Exploration continued during 2008/09 offshore Brazil, where exploration success and scale of resources discovered have been exceptional. BG Group currently estimates that its net share of reserves and resources is over 3 billion boe.
BG Group has a controlling stake in Companhia de Gás de São Paulo (Comgás), Brazil’s largest gas distribution company. At the end of 2008, Comgás had around 630 000 customers in São Paulo. The concession area has a population of over 29 million and Comgás anticipates continued growth opportunities in future.
Other important areas for BG Group’s future business in Brazil include: development of gas infrastructure associated with production from the Santos Basin (with the aim of supplying Comgás); supply of imported LNG to the local market; and further exploration, both in the established basin and new frontiers.
BG Group has an equity position in the Bolivia-Brazil Pipeline (BBP).
The scale of discoveries BG Group has made in the Santos Basin offers the opportunity to build a material, long-term E&P business in Brazil with net production from the first three major developments planned to reach over
400 000 boed in 2020. The Group is also confident that the planned developments are economic at oil prices below $40 a barrel. In addition, there remains in BG Group’s portfolio a number of significant untested exploration prospects in the Santos Basin presalt play, as well as further reserves potential from the appraisal of existing discoveries.
In 2006, the Parati well in BM-S-10
(BG Group 25%) and the Tupi well in BM-S-11 (BG Group 25%) were both declared as discoveries. In 2007, the Carioca well on BM-S-9 (BG Group 30%) was declared a discovery and the Tupi appraisal well, Tupi Sul (BM-S-11), confirmed the 2006 Tupi discovery.

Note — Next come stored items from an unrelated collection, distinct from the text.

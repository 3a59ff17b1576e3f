// 插件接口规范
// 定义插件契约、元数据和可修改的属性

use std::fmt;
use std::str::FromStr;

use serde::{Deserialize, Serialize};
use serde_json::{Map, Value};
use tracing::warn;
use utoipa::ToSchema;

use plughost_common::{PluginId, UNORDERED_POSITION};

use crate::errors::PlugHostError;
use crate::plugins::route_table::RouteGroup;

/// 插件接口
/// 所有插件必须实现此接口
pub trait Plugin: Send + Sync {
    /// 获取插件默认元数据
    ///
    /// 返回值只是代码中的默认值，设置覆盖由管理器在发现阶段合并。
    fn metadata(&self) -> PluginMetadata {
        PluginMetadata::default()
    }

    /// 声明插件路由
    ///
    /// 每次实例化只调用一次，只能声明处理函数，不能做 I/O。
    fn register_routes(&self, routes: &mut RouteGroup);
}

/// 插件元数据
#[derive(Debug, Clone, PartialEq, Serialize, Deserialize)]
pub struct PluginMetadata {
    pub name: String,
    /// Nerd Font 图标
    pub icon: String,
    pub description: String,
    pub version: String,
    pub author: String,
    pub enabled: bool,
    /// 排序位置，-1 表示排在最后
    pub position: i64,
}

impl Default for PluginMetadata {
    fn default() -> Self {
        Self {
            name: "Unnamed Plugin".to_string(),
            icon: String::new(),
            description: "No description provided.".to_string(),
            version: "0.1".to_string(),
            author: "Unknown".to_string(),
            enabled: true,
            position: UNORDERED_POSITION,
        }
    }
}

impl PluginMetadata {
    /// 合并设置覆盖
    ///
    /// 只处理可识别的字段，未知键直接忽略；类型不符的值记录警告后跳过。
    pub fn update_from_settings(&mut self, overrides: &Map<String, Value>) {
        for (key, value) in overrides {
            let Ok(attribute) = key.parse::<PluginAttribute>() else {
                continue;
            };

            if let Err(e) = self.set_attribute(attribute, value) {
                warn!(attribute = %attribute, error = %e, "忽略类型不符的插件设置");
            }
        }
    }

    /// 设置单个属性，值类型必须匹配
    pub fn set_attribute(
        &mut self,
        attribute: PluginAttribute,
        value: &Value,
    ) -> Result<(), PlugHostError> {
        match attribute {
            PluginAttribute::Name => self.name = expect_string(attribute, value)?,
            PluginAttribute::Icon => self.icon = expect_string(attribute, value)?,
            PluginAttribute::Description => self.description = expect_string(attribute, value)?,
            PluginAttribute::Version => self.version = expect_string(attribute, value)?,
            PluginAttribute::Author => self.author = expect_string(attribute, value)?,
            PluginAttribute::Enabled => {
                self.enabled = value.as_bool().ok_or_else(|| {
                    PlugHostError::validation(attribute.as_str(), "必须是布尔值")
                })?
            }
            PluginAttribute::Position => {
                self.position = value.as_i64().ok_or_else(|| {
                    PlugHostError::validation(attribute.as_str(), "必须是整数")
                })?
            }
        }

        Ok(())
    }
}

fn expect_string(attribute: PluginAttribute, value: &Value) -> Result<String, PlugHostError> {
    value
        .as_str()
        .map(str::to_string)
        .ok_or_else(|| PlugHostError::validation(attribute.as_str(), "必须是字符串"))
}

/// 允许通过管理接口修改的插件属性
#[derive(Debug, Clone, Copy, PartialEq, Eq, Hash)]
pub enum PluginAttribute {
    Name,
    Icon,
    Description,
    Version,
    Author,
    Enabled,
    Position,
}

impl PluginAttribute {
    pub const ALL: [PluginAttribute; 7] = [
        Self::Name,
        Self::Icon,
        Self::Description,
        Self::Version,
        Self::Author,
        Self::Enabled,
        Self::Position,
    ];

    pub fn as_str(&self) -> &'static str {
        match self {
            Self::Name => "name",
            Self::Icon => "icon",
            Self::Description => "description",
            Self::Version => "version",
            Self::Author => "author",
            Self::Enabled => "enabled",
            Self::Position => "position",
        }
    }
}

impl fmt::Display for PluginAttribute {
    fn fmt(&self, f: &mut fmt::Formatter<'_>) -> fmt::Result {
        f.write_str(self.as_str())
    }
}

impl FromStr for PluginAttribute {
    type Err = PlugHostError;

    fn from_str(s: &str) -> Result<Self, Self::Err> {
        Self::ALL
            .into_iter()
            .find(|attribute| attribute.as_str() == s)
            .ok_or_else(|| PlugHostError::invalid_attribute(s))
    }
}

/// 持久化的插件设置记录
///
/// 每次写入都是完整快照，字段顺序与设置文件一致。
#[derive(Debug, Clone, PartialEq, Serialize, Deserialize)]
pub struct PluginSettings {
    pub enabled: bool,
    pub position: i64,
    pub name: String,
    pub icon: String,
    pub description: String,
    pub version: String,
    pub author: String,
}

impl From<&PluginMetadata> for PluginSettings {
    fn from(metadata: &PluginMetadata) -> Self {
        Self {
            enabled: metadata.enabled,
            position: metadata.position,
            name: metadata.name.clone(),
            icon: metadata.icon.clone(),
            description: metadata.description.clone(),
            version: metadata.version.clone(),
            author: metadata.author.clone(),
        }
    }
}

/// 插件信息（管理接口返回）
#[derive(Debug, Clone, PartialEq, Serialize, Deserialize, ToSchema)]
pub struct PluginInfo {
    pub id: PluginId,
    pub name: String,
    pub icon: String,
    pub description: String,
    pub version: String,
    pub author: String,
    pub enabled: bool,
    pub position: i64,
}

impl PluginInfo {
    pub fn new(id: &str, metadata: &PluginMetadata) -> Self {
        Self {
            id: id.to_string(),
            name: metadata.name.clone(),
            icon: metadata.icon.clone(),
            description: metadata.description.clone(),
            version: metadata.version.clone(),
            author: metadata.author.clone(),
            enabled: metadata.enabled,
            position: metadata.position,
        }
    }
}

Tupi is a large structure with significant reserves potential requiring further appraisal drilling and evaluation. Initial estimates by BG Group and partners are that Tupi could contain from 12 billion boe to more than 30 billion boe gross hydrocarbons initially in place and gross reserves of 5 to 8 billion boe. The Tupi consortium is currently undertaking further evaluation of the field under an Evaluation Plan approved by the National Petroleum Agency of Brazil (ANP).
An extended well test (EWT) and initial development phase for Tupi were sanctioned in 2008. The EWT started in May 2009 and is planned to last 15 months, with production expected to peak at around 14 000 bopd. The EWT flowed first commercial oil production from Tupi to the FPSO (BWCidade de São Vicente) in May 2009. The initial development phase is expected to commence in late 2010, with initial production of up to 100 000 bopd. The full field development of Tupi may involve up to 300 producing and injector wells and up to ten FPSO modules with a gross oil production up to 1 million bopd and up to 1 bcfd of gas. Development activity is advancing rapidly on Tupi with the award of drilling and facilities contracts.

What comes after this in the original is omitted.